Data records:

== Segment start ==

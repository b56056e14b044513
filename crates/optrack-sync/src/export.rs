//! Flat exports of the latest record per identifier: CSV for spreadsheets and a Parquet
//! snapshot with a checksummed manifest for analytics.

use std::fs::{self, File};
use std::io::Write;
use std::path::{Path, PathBuf};
use std::sync::Arc;

use anyhow::{Context, Result};
use arrow_array::{BooleanArray, RecordBatch, StringArray};
use arrow_schema::{DataType, Field as ArrowField, Schema};
use chrono::{DateTime, Utc};
use optrack_core::OpportunityRecord;
use parquet::arrow::ArrowWriter;
use serde::{Deserialize, Serialize};
use sha2::{Digest, Sha256};
use tracing::info;

pub const CSV_COLUMNS: [&str; 6] = [
    "title",
    "link",
    "competition_id",
    "site",
    "description",
    "details_json",
];

fn details_json(record: &OpportunityRecord) -> Result<String> {
    match &record.details {
        Some(details) => serde_json::to_string(details).context("serializing details"),
        None => Ok("{}".to_string()),
    }
}

/// Write one CSV row per record. Returns the number of data rows.
pub fn write_csv<W: Write>(records: &[OpportunityRecord], writer: W) -> Result<usize> {
    let mut csv = csv::Writer::from_writer(writer);
    csv.write_record(CSV_COLUMNS).context("writing CSV header")?;
    for record in records {
        let details = details_json(record)?;
        csv.write_record([
            record.title.as_str(),
            record.link.as_str(),
            record.identifier.as_str(),
            record.source.as_str(),
            record.description.trim(),
            details.as_str(),
        ])
        .with_context(|| format!("writing CSV row for {}", record.identifier))?;
    }
    csv.flush().context("flushing CSV output")?;
    Ok(records.len())
}

pub fn export_csv(records: &[OpportunityRecord], path: &Path) -> Result<usize> {
    if let Some(parent) = path.parent().filter(|p| !p.as_os_str().is_empty()) {
        fs::create_dir_all(parent).with_context(|| format!("creating {}", parent.display()))?;
    }
    let file = File::create(path).with_context(|| format!("creating {}", path.display()))?;
    let rows = write_csv(records, file)?;
    info!(path = %path.display(), rows, "wrote CSV export");
    Ok(rows)
}

#[derive(Debug, Clone, PartialEq, Serialize, Deserialize)]
pub struct ParquetManifest {
    pub schema_version: u32,
    pub source: String,
    pub generated_at: DateTime<Utc>,
    pub files: Vec<ParquetManifestFile>,
}

#[derive(Debug, Clone, PartialEq, Serialize, Deserialize)]
pub struct ParquetManifestFile {
    pub name: String,
    pub path: String,
    pub rows: usize,
    pub sha256: String,
    pub bytes: u64,
}

/// Write `opportunities.parquet` and `manifest.json` into `dir`; returns the manifest path.
pub fn write_parquet_snapshot(
    source: &str,
    records: &[OpportunityRecord],
    dir: &Path,
) -> Result<PathBuf> {
    fs::create_dir_all(dir).with_context(|| format!("creating {}", dir.display()))?;
    let parquet_path = dir.join("opportunities.parquet");
    write_parquet(&parquet_path, opportunities_batch(records)?)?;

    let manifest = ParquetManifest {
        schema_version: 1,
        source: source.to_string(),
        generated_at: Utc::now(),
        files: vec![manifest_entry("opportunities", dir, &parquet_path, records.len())?],
    };
    let manifest_path = dir.join("manifest.json");
    let bytes = serde_json::to_vec_pretty(&manifest).context("serializing parquet manifest")?;
    fs::write(&manifest_path, bytes)
        .with_context(|| format!("writing {}", manifest_path.display()))?;
    info!(path = %manifest_path.display(), rows = records.len(), "wrote parquet snapshot");
    Ok(manifest_path)
}

fn opportunities_batch(records: &[OpportunityRecord]) -> Result<RecordBatch> {
    let schema = Arc::new(Schema::new(vec![
        ArrowField::new("competition_id", DataType::Utf8, false),
        ArrowField::new("site", DataType::Utf8, false),
        ArrowField::new("title", DataType::Utf8, false),
        ArrowField::new("link", DataType::Utf8, false),
        ArrowField::new("description", DataType::Utf8, false),
        ArrowField::new("details_json", DataType::Utf8, true),
        ArrowField::new("has_details", DataType::Boolean, false),
        ArrowField::new("first_seen_at", DataType::Utf8, false),
        ArrowField::new("last_updated_at", DataType::Utf8, false),
    ]));

    let text_column = |field: fn(&OpportunityRecord) -> &str| {
        StringArray::from(records.iter().map(|r| Some(field(r))).collect::<Vec<_>>())
    };
    let details = records
        .iter()
        .map(|r| match &r.details {
            Some(details) => serde_json::to_string(details).map(Some),
            None => Ok(None),
        })
        .collect::<Result<Vec<_>, _>>()
        .context("serializing details")?;
    let has_details = BooleanArray::from(records.iter().map(|r| r.has_details()).collect::<Vec<_>>());
    let first_seen = StringArray::from(
        records
            .iter()
            .map(|r| Some(r.first_seen_at.to_rfc3339()))
            .collect::<Vec<_>>(),
    );
    let last_updated = StringArray::from(
        records
            .iter()
            .map(|r| Some(r.last_updated_at.to_rfc3339()))
            .collect::<Vec<_>>(),
    );

    RecordBatch::try_new(
        schema,
        vec![
            Arc::new(text_column(|r| r.identifier.as_str())),
            Arc::new(text_column(|r| r.source.as_str())),
            Arc::new(text_column(|r| r.title.as_str())),
            Arc::new(text_column(|r| r.link.as_str())),
            Arc::new(text_column(|r| r.description.as_str())),
            Arc::new(StringArray::from(details)),
            Arc::new(has_details),
            Arc::new(first_seen),
            Arc::new(last_updated),
        ],
    )
    .context("building opportunities record batch")
}

fn write_parquet(path: &Path, batch: RecordBatch) -> Result<()> {
    let file = File::create(path).with_context(|| format!("creating {}", path.display()))?;
    let mut writer = ArrowWriter::try_new(file, batch.schema(), None)
        .with_context(|| format!("opening parquet writer {}", path.display()))?;
    writer
        .write(&batch)
        .with_context(|| format!("writing record batch {}", path.display()))?;
    writer
        .close()
        .with_context(|| format!("closing parquet writer {}", path.display()))?;
    Ok(())
}

fn manifest_entry(name: &str, dir: &Path, path: &Path, rows: usize) -> Result<ParquetManifestFile> {
    let bytes = fs::read(path).with_context(|| format!("reading {}", path.display()))?;
    let mut hasher = Sha256::new();
    hasher.update(&bytes);
    let rel = path.strip_prefix(dir).unwrap_or(path).display().to_string();
    Ok(ParquetManifestFile {
        name: name.to_string(),
        path: rel,
        rows,
        sha256: hex::encode(hasher.finalize()),
        bytes: bytes.len() as u64,
    })
}

#[cfg(test)]
mod tests {
    use super::*;
    use chrono::TimeZone;
    use optrack_core::{Candidate, Details};
    use serde_json::json;
    use tempfile::tempdir;

    fn records() -> Vec<OpportunityRecord> {
        let at = Utc.with_ymd_and_hms(2026, 2, 24, 12, 0, 0).single().unwrap();
        let mut details = Details::new();
        details.insert("Eligibility".into(), json!("Faculty, \"all ranks\""));
        vec![
            OpportunityRecord::from_candidate(
                &Candidate::new("umich", "1")
                    .with_title("Seed, Pilot")
                    .with_description("  line one\nline two  ")
                    .with_details(details),
                at,
            ),
            OpportunityRecord::stub(&Candidate::new("umich", "2").with_title("Stub"), at),
        ]
    }

    #[test]
    fn csv_quotes_delimiters_and_newlines() {
        let mut out = Vec::new();
        assert_eq!(write_csv(&records(), &mut out).expect("csv"), 2);

        let mut reader = csv::Reader::from_reader(out.as_slice());
        assert_eq!(
            reader.headers().expect("headers").iter().collect::<Vec<_>>(),
            CSV_COLUMNS.to_vec()
        );
        let rows: Vec<csv::StringRecord> = reader.records().map(|r| r.expect("row")).collect();
        assert_eq!(&rows[0][0], "Seed, Pilot");
        assert_eq!(&rows[0][4], "line one\nline two");
        let details: serde_json::Value = serde_json::from_str(&rows[0][5]).expect("details json");
        assert_eq!(details["Eligibility"], "Faculty, \"all ranks\"");
        assert_eq!(&rows[1][5], "{}");
    }

    #[test]
    fn parquet_snapshot_has_manifest_with_checksum() {
        let dir = tempdir().expect("tempdir");
        let manifest_path =
            write_parquet_snapshot("umich", &records(), dir.path()).expect("parquet");

        let manifest: ParquetManifest =
            serde_json::from_slice(&fs::read(&manifest_path).expect("read")).expect("parse");
        assert_eq!(manifest.source, "umich");
        let entry = &manifest.files[0];
        assert_eq!(entry.path, "opportunities.parquet");
        assert_eq!(entry.rows, 2);

        let bytes = fs::read(dir.path().join("opportunities.parquet")).expect("parquet bytes");
        assert_eq!(entry.bytes, bytes.len() as u64);
        assert_eq!(entry.sha256, hex::encode(Sha256::digest(&bytes)));
        assert_eq!(&bytes[..4], b"PAR1");
    }
}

== Segment end ==

WHAT TO PRODUCE: Your reply should consist of a single number, the count of lines in the records above that contain the string "hasher".

RESULT OF THE EXERCISE: 3